- _ABOUT THIS TASK_
Please copy each line from the entries that contains the string "field".

───── EXERCISE INPUT ─────

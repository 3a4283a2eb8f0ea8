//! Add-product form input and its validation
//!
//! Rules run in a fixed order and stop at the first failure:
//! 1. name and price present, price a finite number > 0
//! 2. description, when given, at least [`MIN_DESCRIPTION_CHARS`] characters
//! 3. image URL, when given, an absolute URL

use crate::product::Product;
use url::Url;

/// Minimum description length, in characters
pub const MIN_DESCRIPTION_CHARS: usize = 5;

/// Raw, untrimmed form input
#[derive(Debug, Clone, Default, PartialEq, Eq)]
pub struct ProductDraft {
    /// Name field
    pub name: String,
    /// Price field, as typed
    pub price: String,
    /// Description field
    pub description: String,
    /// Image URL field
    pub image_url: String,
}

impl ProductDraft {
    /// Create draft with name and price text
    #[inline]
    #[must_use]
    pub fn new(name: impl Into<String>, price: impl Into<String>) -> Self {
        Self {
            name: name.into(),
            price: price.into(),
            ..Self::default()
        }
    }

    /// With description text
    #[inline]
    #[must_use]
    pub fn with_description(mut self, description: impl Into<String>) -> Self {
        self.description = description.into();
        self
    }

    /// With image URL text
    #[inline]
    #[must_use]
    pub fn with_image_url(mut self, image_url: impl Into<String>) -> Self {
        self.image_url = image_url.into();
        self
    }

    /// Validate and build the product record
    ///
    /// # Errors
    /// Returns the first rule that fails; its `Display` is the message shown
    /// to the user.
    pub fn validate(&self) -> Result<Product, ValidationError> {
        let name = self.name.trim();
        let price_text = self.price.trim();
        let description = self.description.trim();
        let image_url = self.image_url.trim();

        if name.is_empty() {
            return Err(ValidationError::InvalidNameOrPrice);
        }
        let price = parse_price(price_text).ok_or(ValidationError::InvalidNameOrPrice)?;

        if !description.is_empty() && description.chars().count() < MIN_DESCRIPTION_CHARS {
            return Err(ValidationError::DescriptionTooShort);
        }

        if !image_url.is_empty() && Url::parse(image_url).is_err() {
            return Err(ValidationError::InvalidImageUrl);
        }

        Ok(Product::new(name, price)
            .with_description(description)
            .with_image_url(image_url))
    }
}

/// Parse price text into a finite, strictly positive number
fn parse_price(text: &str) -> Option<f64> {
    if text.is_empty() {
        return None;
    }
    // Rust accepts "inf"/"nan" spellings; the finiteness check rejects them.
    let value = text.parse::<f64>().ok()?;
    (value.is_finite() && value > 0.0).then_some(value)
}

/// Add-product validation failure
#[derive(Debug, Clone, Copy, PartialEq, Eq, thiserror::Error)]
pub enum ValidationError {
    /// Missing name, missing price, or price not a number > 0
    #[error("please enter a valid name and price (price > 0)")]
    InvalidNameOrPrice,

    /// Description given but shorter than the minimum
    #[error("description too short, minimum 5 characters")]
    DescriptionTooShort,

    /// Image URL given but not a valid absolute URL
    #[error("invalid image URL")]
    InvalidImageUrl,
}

─────
───── EXERCISE INPUT ─────

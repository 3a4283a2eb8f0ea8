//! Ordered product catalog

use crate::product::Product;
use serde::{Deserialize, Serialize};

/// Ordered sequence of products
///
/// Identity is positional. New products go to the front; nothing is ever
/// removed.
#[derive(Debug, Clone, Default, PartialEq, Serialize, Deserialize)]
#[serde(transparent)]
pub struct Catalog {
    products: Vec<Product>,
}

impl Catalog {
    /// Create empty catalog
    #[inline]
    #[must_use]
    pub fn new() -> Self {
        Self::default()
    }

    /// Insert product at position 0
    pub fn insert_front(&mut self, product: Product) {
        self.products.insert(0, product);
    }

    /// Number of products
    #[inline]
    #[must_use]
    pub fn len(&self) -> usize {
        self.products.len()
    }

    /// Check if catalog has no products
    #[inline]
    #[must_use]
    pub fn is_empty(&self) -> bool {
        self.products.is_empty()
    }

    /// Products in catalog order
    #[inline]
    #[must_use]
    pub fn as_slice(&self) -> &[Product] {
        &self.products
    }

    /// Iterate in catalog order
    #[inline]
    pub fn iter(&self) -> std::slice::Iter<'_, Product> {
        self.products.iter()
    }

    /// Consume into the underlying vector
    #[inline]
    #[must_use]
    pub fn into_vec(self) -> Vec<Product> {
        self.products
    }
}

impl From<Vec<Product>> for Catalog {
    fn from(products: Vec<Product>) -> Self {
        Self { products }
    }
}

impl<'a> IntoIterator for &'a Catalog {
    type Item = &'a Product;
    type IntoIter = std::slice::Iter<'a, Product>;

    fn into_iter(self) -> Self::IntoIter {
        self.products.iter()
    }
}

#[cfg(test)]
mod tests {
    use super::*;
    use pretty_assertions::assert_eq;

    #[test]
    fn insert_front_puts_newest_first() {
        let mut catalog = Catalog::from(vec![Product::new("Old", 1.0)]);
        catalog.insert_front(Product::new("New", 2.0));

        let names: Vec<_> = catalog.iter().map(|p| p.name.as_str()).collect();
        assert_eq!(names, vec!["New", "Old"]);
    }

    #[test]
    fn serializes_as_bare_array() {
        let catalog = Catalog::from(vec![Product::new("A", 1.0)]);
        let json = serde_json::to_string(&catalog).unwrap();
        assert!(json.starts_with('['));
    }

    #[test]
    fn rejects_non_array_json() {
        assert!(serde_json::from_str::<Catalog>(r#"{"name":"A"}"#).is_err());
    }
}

─────
───── EXERCISE INPUT ─────

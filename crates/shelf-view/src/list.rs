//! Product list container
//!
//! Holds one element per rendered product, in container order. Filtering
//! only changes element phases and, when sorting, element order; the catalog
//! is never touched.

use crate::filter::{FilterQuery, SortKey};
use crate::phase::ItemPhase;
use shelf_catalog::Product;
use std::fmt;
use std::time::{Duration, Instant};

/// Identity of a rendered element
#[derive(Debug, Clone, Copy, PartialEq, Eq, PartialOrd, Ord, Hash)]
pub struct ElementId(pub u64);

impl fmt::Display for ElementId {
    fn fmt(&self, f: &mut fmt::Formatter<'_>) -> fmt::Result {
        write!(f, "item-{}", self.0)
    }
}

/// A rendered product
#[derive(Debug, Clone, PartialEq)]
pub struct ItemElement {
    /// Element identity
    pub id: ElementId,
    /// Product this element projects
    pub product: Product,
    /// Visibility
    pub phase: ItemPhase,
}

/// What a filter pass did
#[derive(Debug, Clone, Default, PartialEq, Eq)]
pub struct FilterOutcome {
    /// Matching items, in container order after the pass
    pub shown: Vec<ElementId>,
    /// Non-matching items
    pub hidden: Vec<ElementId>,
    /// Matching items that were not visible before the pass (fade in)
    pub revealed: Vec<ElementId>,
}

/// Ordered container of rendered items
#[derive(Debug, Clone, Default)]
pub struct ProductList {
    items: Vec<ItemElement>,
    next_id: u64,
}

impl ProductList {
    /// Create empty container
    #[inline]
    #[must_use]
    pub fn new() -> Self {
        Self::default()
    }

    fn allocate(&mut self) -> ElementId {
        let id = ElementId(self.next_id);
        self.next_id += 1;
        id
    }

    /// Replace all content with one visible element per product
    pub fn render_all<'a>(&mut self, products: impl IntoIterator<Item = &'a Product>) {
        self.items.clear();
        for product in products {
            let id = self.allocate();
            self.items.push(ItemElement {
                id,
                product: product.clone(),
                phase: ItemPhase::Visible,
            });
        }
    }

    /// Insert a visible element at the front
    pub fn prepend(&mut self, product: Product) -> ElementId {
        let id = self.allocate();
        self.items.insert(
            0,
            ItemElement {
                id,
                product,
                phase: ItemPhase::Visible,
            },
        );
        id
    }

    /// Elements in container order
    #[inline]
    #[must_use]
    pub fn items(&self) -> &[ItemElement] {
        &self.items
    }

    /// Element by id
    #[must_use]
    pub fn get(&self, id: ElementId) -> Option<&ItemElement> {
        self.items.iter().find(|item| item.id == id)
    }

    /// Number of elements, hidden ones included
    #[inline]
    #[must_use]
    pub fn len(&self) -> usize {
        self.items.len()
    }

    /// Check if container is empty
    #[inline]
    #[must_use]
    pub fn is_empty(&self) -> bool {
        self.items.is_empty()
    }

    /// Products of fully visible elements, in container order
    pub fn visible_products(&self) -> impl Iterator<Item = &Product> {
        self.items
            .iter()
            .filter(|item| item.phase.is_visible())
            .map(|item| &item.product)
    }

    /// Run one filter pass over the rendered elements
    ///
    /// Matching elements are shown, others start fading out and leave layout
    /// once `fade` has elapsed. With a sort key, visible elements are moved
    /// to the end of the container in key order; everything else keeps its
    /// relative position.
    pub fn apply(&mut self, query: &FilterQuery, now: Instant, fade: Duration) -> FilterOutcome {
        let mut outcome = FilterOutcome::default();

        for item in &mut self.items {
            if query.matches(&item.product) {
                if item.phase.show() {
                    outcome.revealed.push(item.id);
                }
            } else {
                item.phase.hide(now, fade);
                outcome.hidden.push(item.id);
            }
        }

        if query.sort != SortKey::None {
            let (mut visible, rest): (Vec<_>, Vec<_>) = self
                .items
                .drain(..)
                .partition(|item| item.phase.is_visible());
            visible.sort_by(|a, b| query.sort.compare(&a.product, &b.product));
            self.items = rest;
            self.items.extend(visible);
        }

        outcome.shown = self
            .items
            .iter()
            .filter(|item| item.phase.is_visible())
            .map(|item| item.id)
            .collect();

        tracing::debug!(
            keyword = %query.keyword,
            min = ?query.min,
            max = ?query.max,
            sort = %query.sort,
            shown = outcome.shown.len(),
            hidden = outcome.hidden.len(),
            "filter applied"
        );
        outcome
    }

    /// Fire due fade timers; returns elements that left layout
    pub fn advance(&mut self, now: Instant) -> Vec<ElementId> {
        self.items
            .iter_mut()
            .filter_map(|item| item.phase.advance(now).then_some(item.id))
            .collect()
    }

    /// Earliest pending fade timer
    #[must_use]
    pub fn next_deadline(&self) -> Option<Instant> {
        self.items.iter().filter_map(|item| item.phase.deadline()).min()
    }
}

─────

- _ANSWER SPACE_
    /// Name field
    /// Price field, as typed
    /// Description field
    /// Image URL field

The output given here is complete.